Learn how to legally and safely stop work on a job if you are not getting paid in this blog. You will also understand how to secure your lien rights with specific pre-lien documents, why you should look at your contract terms, what specific language to use, how to stop work for a stop work provision, and why you should talk to your surety on a bonded job.

This blog comes from a webinar that was presented by SunRay Construction Solutions and Alex Barthet. Alex is a board-certified construction lawyer who serves clients in Florida.

On the agenda in this blog is how to deal with the problem of not getting paid on a job. And we will talk about one specific remedy, which is picking up and leaving the job.

Step 1: Define the problem

Step 2: Look at your contract terms

Step 3: Secure your lien/bond rights

Step 4: Check for any guarantees

Step 5: If you bonded the job, talk to your surety

Step 6: Document, document, document

Step 7: Get ready for the fight

Step 1: Define the Problem

Define exactly what the problem is. It sounds pretty simple – you are doing work on a project and you are not getting paid. As the title of this blog says, it may not be what you think about picking up and leaving a job site. And that is because many people who say that they are not getting paid, think that they have the ultimate and unilateral right to stop working.

They are shocked to learn that that is not always the case, because they cannot just pick up and leave. And you should know that you do not have the unfettered right to stop work no matter what your contract says, because you believe Florida law says you have that right.

Step 2: Look at Your Contract Terms

You need to take a careful look at what you agreed to when you signed the contract to perform work on a project.

What does your contract say about stopping?

You should look at what your contract says specifically about the right to stop work. The most commonly seem term that is seen in contracts is between the subcontractor and contractor. But it also exists in contracts between owners and contractors:

Subcontractor shall diligently proceed with the work during any dispute even as it relates to payment or changes. The existence of a dispute shall not be grounds for any failure to perform by Subcontractor.

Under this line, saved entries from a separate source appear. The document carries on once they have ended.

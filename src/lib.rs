// chunkstore - chunk-based persistent storage engine
// Allocator, pointer model and bit-precise codecs over a flat byte store

#![warn(rust_2018_idioms)]

pub mod alloc;
pub mod chunk;
pub mod cluster;
pub mod codec;
pub mod config;
pub mod io;
pub mod logging;
pub mod schema;
pub mod size;
pub mod store;

// Re-exports for convenience
pub use alloc::{AllocRequest, Strategy};
pub use chunk::{Chunk, ChunkPointer, MIN_CAPACITY};
pub use cluster::{ChainIo, Cluster, ClusterStats, RecordWalker, ReferenceWalker, SharedCluster};
pub use codec::{
    BitInputStream, BitOutputStream, BitReader, BitWriter, EnumUniverse, Enumerated, FlagReader,
    FlagWriter, NumberSize,
};
pub use config::ClusterConfig;
pub use schema::{FieldDescriptor, PointerFields, Record, RecordSchema};
pub use size::{SizeDescriptor, WordSpace};
pub use store::{ByteStore, FileStore, MemoryStore};

/// Storage engine error types
pub mod error {
    use crate::chunk::ChunkPointer;
    use crate::codec::NumberSize;
    use thiserror::Error;

    #[derive(Error, Debug)]
    pub enum Error {
        #[error("I/O error: {0}")]
        Io(#[from] std::io::Error),

        #[error("Width overflow: {value} does not fit in {size:?} (max {max})", max = .size.max_size())]
        WidthOverflow { value: u64, size: NumberSize },

        #[error("Illegal bit value at bit {bit}")]
        IllegalBitValue { bit: u64 },

        #[error("Bit count mismatch: expected {expected} bits, got {actual}")]
        BitCount { expected: u64, actual: u64 },

        #[error("Invalid magic id")]
        InvalidMagic,

        #[error("Malformed header: {0}")]
        MalformedHeader(String),

        #[error("Malformed chunk at {pointer}: {reason}")]
        MalformedChunk {
            pointer: ChunkPointer,
            reason: String,
        },

        #[error("Allocator invariant violated: {0}")]
        Invariant(String),

        #[error("Field {field} wrote {actual} bytes, expected {expected}")]
        SizeMismatch {
            field: &'static str,
            expected: u64,
            actual: u64,
        },

        #[error("Configuration error: {0}")]
        Config(String),
    }

    impl Error {
        /// True when the error means the persisted structure itself is inconsistent.
        pub fn is_fatal(&self) -> bool {
            matches!(
                self,
                Error::Invariant(_)
                    | Error::MalformedChunk { .. }
                    | Error::MalformedHeader(_)
                    | Error::InvalidMagic
            )
        }
    }

    pub type Result<T> = std::result::Result<T, Error>;
}

/// Version information
pub const VERSION: &str = env!("CARGO_PKG_VERSION");

#[cfg(test)]
mod tests {
    use super::error::Error;
    use super::*;

    #[test]
    fn test_version_format() {
        let _version: &str = VERSION;
    }

    #[test]
    fn test_fatal_classification() {
        assert!(Error::InvalidMagic.is_fatal());
        assert!(Error::Invariant("dangling".into()).is_fatal());
        assert!(!Error::IllegalBitValue { bit: 3 }.is_fatal());
        assert!(!Error::WidthOverflow {
            value: 300,
            size: NumberSize::Byte
        }
        .is_fatal());
    }

    #[test]
    fn test_width_overflow_message() {
        let err = Error::WidthOverflow {
            value: 300,
            size: NumberSize::Byte,
        };
        assert_eq!(
            err.to_string(),
            "Width overflow: 300 does not fit in Byte (max 255)"
        );
    }
}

This means if you sign a contract that says you are going to continue working throughout the course of the dispute, you will follow the dispute resolution process. That means that if you are not getting paid, and your change orders are not being executed, you do not have the legal right to stop work as a potential remedy for the nonpayment.

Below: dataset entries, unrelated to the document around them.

//! Free list and user list
//!
//! Both lists are persisted as the content of a chunk chain: one width byte
//! followed by fixed-width entries. Free-list slots may be empty
//! (tombstones), written as the zero pointer.

use crate::chunk::{width_for_extent, ChunkPointer};
use crate::codec::{EnumUniverse, NumberSize};
use crate::error::{Error, Result};
use std::io::Cursor;

/// Most tombstones kept after reconciliation
pub const MAX_TOMBSTONES: usize = 2;

#[derive(Debug, Clone, Default, PartialEq, Eq)]
pub struct FreeList {
    slots: Vec<Option<ChunkPointer>>,
}

impl FreeList {
    /// Create an empty free list
    pub fn new() -> Self {
        Self::default()
    }

    /// Rebuild a list from persisted slots
    pub fn from_slots(slots: Vec<Option<ChunkPointer>>) -> Self {
        Self { slots }
    }

    /// All slots, tombstones included
    pub fn slots(&self) -> &[Option<ChunkPointer>] {
        &self.slots
    }

    /// Live entries
    pub fn pointers(&self) -> impl Iterator<Item = ChunkPointer> + '_ {
        self.slots.iter().flatten().copied()
    }

    /// Live entries with their slot index
    pub fn entries(&self) -> Vec<(usize, ChunkPointer)> {
        self.slots
            .iter()
            .enumerate()
            .filter_map(|(slot, entry)| entry.map(|p| (slot, p)))
            .collect()
    }

    /// Number of live entries
    pub fn len(&self) -> usize {
        self.pointers().count()
    }

    pub fn is_empty(&self) -> bool {
        self.len() == 0
    }

    /// Number of empty slots
    pub fn tombstones(&self) -> usize {
        self.slots.iter().filter(|s| s.is_none()).count()
    }

    /// Check whether `pointer` is listed
    pub fn contains(&self, pointer: ChunkPointer) -> bool {
        self.slot_of(pointer).is_some()
    }

    /// Slot holding `pointer`
    pub fn slot_of(&self, pointer: ChunkPointer) -> Option<usize> {
        self.slots.iter().position(|s| *s == Some(pointer))
    }

    /// Record `pointer`, filling the first tombstone if there is one
    pub fn add(&mut self, pointer: ChunkPointer) {
        match self.slots.iter_mut().find(|s| s.is_none()) {
            Some(slot) => *slot = Some(pointer),
            None => self.slots.push(Some(pointer)),
        }
    }

    /// Empty a slot, leaving a tombstone
    pub fn take_slot(&mut self, slot: usize) -> Option<ChunkPointer> {
        self.slots.get_mut(slot).and_then(Option::take)
    }

    /// Point an existing slot at another chunk
    pub fn replace_slot(&mut self, slot: usize, pointer: ChunkPointer) {
        if let Some(entry) = self.slots.get_mut(slot) {
            *entry = Some(pointer);
        }
    }

    /// Tombstone the slot holding `pointer`
    pub fn remove(&mut self, pointer: ChunkPointer) -> bool {
        match self.slot_of(pointer) {
            Some(slot) => {
                self.slots[slot] = None;
                true
            }
            None => false,
        }
    }

    /// Keep between one and `MAX_TOMBSTONES` empty slots.
    ///
    /// Returns whether the slots changed.
    pub fn reconcile(&mut self) -> bool {
        let tombstones = self.tombstones();
        if tombstones == 0 {
            self.slots.push(None);
            true
        } else if tombstones > MAX_TOMBSTONES {
            let mut kept = 0;
            self.slots.retain(|slot| match slot {
                Some(_) => true,
                None => {
                    kept += 1;
                    kept <= MAX_TOMBSTONES
                }
            });
            true
        } else {
            false
        }
    }

    /// Serialize for the free-list chain
    pub fn encode(&self) -> Result<Vec<u8>> {
        encode_slots(&self.slots)
    }

    /// Parse the content of the free-list chain
    pub fn decode(bytes: &[u8]) -> Result<Self> {
        Ok(Self::from_slots(decode_slots(bytes)?))
    }
}

/// Serialize user-list entries
pub fn encode_pointers(pointers: &[ChunkPointer]) -> Result<Vec<u8>> {
    let slots: Vec<Option<ChunkPointer>> = pointers.iter().copied().map(Some).collect();
    encode_slots(&slots)
}

/// User lists never hold tombstones
pub fn decode_pointers(bytes: &[u8]) -> Result<Vec<ChunkPointer>> {
    decode_slots(bytes)?
        .into_iter()
        .map(|slot| slot.ok_or_else(|| Error::MalformedHeader("null entry in user list".into())))
        .collect()
}

fn encode_slots(slots: &[Option<ChunkPointer>]) -> Result<Vec<u8>> {
    let widest = slots.iter().flatten().map(|p| p.get()).max().unwrap_or(0);
    let width = width_for_extent(widest);
    let mut out = Vec::with_capacity(1 + slots.len() * width.bytes());
    EnumUniverse::<NumberSize>::new().write_single(&mut out, Some(width))?;
    for slot in slots {
        width.write(&mut out, slot.map_or(0, ChunkPointer::get))?;
    }
    Ok(out)
}

fn decode_slots(bytes: &[u8]) -> Result<Vec<Option<ChunkPointer>>> {
    if bytes.is_empty() {
        return Ok(Vec::new());
    }
    let mut input = Cursor::new(bytes);
    let width = EnumUniverse::<NumberSize>::new()
        .read_single(&mut input)
        .map_err(|e| Error::MalformedHeader(format!("list width: {}", e)))?
        .filter(|w| *w != NumberSize::Void)
        .ok_or_else(|| Error::MalformedHeader("void list width".into()))?;
    let body = bytes.len() - 1;
    if body % width.bytes() != 0 {
        return Err(Error::MalformedHeader(format!(
            "list body of {} bytes is not a multiple of {}",
            body,
            width.bytes()
        )));
    }
    (0..body / width.bytes())
        .map(|_| -> Result<Option<ChunkPointer>> {
            Ok(ChunkPointer::new(width.read(&mut input)?).non_null())
        })
        .collect()
}

#[cfg(test)]
mod tests {
    use super::*;

    fn p(offset: u64) -> ChunkPointer {
        ChunkPointer::new(offset)
    }

    #[test]
    fn test_add_reuses_tombstones() {
        let mut list = FreeList::from_slots(vec![Some(p(30)), None, Some(p(90))]);
        list.add(p(60));
        assert_eq!(list.slots(), &[Some(p(30)), Some(p(60)), Some(p(90))]);
        list.add(p(120));
        assert_eq!(list.slots().len(), 4);
        assert_eq!(list.len(), 4);
    }

    #[test]
    fn test_take_and_replace() {
        let mut list = FreeList::from_slots(vec![Some(p(30)), Some(p(60))]);
        assert_eq!(list.take_slot(0), Some(p(30)));
        assert_eq!(list.take_slot(0), None);
        assert_eq!(list.tombstones(), 1);
        list.replace_slot(1, p(40));
        assert_eq!(list.entries(), vec![(1, p(40))]);
        assert!(list.remove(p(40)));
        assert!(!list.remove(p(40)));
        assert!(list.is_empty());
    }

    #[test]
    fn test_reconcile_adds_one_tombstone() {
        let mut list = FreeList::from_slots(vec![Some(p(30))]);
        assert!(list.reconcile());
        assert_eq!(list.tombstones(), 1);
        assert!(!list.reconcile());
    }

    #[test]
    fn test_reconcile_drops_extra_tombstones() {
        let mut list = FreeList::from_slots(vec![None, Some(p(30)), None, None, Some(p(60)), None]);
        assert!(list.reconcile());
        assert_eq!(list.tombstones(), MAX_TOMBSTONES);
        assert_eq!(list.pointers().collect::<Vec<_>>(), vec![p(30), p(60)]);
        assert!(!list.reconcile());
    }

    #[test]
    fn test_free_list_encoding() -> Result<()> {
        let list = FreeList::from_slots(vec![Some(p(300)), None, Some(p(26))]);
        let bytes = list.encode()?;
        assert_eq!(bytes.len(), 1 + 3 * 2);
        assert_eq!(FreeList::decode(&bytes)?, list);
        assert_eq!(FreeList::decode(&[])?, FreeList::new());
        Ok(())
    }

    #[test]
    fn test_user_list_encoding() -> Result<()> {
        let bytes = encode_pointers(&[p(26), p(40)])?;
        assert_eq!(bytes.len(), 3);
        assert_eq!(decode_pointers(&bytes)?, vec![p(26), p(40)]);

        let with_null = encode_slots(&[Some(p(26)), None])?;
        assert!(matches!(
            decode_pointers(&with_null),
            Err(Error::MalformedHeader(_))
        ));
        Ok(())
    }

    #[test]
    fn test_ragged_list_rejected() -> Result<()> {
        let mut bytes = encode_pointers(&[p(300)])?;
        bytes.push(0);
        assert!(decode_slots(&bytes).is_err());
        Ok(())
    }
}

Your right is that you have to keep working, paying your employees, paying your vendors to have materials delivered to the jobsite, and follow the dispute resolution process that is outlined in the contract. It may be a meeting of the principals, a mediation, and then a litigation in court or arbitration. Again, it is not the ability to stop work.

Is there a valid pay-when-paid provision in your contract?

There is another provision that also creates a problem. For example, let us assume that you are doing work on a project as a subcontractor and you are not getting paid. The contractor tells you to keep working and tells you that the reason you are not getting paid is because they are not getting paid by the owner.

If you have a pay-when-paid provision in your contract, then technically the contractor is not in breach of the contract with you. So it may be hard to believe but if you have signed a contract that says the contractor doesn’t have to pay you until the contractor has been paid, and they actually haven not been paid, then they are not in breach of the contract.

Here are two sample sections of valid and enforceable pay-when-paid provisions so you know what they look like:

  • “Payment from the owner is a condition precedent to payment to subcontractor.”

The underlined terms “condition precedent” is the magic language that has in the provision.

  • “Payment to subcontractor is contingent upon contractor’s receipt of payment from owner.”

The underlined terms “contingent upon” have to be in the contract.

So, the courts have construed pay-when-paid provisions and when they have determined that if it has the magic language condition precedent or contingent upon, they will be valid. You may be upset that you are not getting paid, but it may in fact rise to the level of a breach of contract on the part of the contractor.

While this will not necessarily help you for a situation that you may currently have pending, in the future, you want to include an affirmative right to work in your contract. So, you can add a stop work provision in the contract. Here is a sample:

Pro tip: “Subcontractor can slow or stop work without liability or penalty if it has not been paid its draw request in 30 days after submission.”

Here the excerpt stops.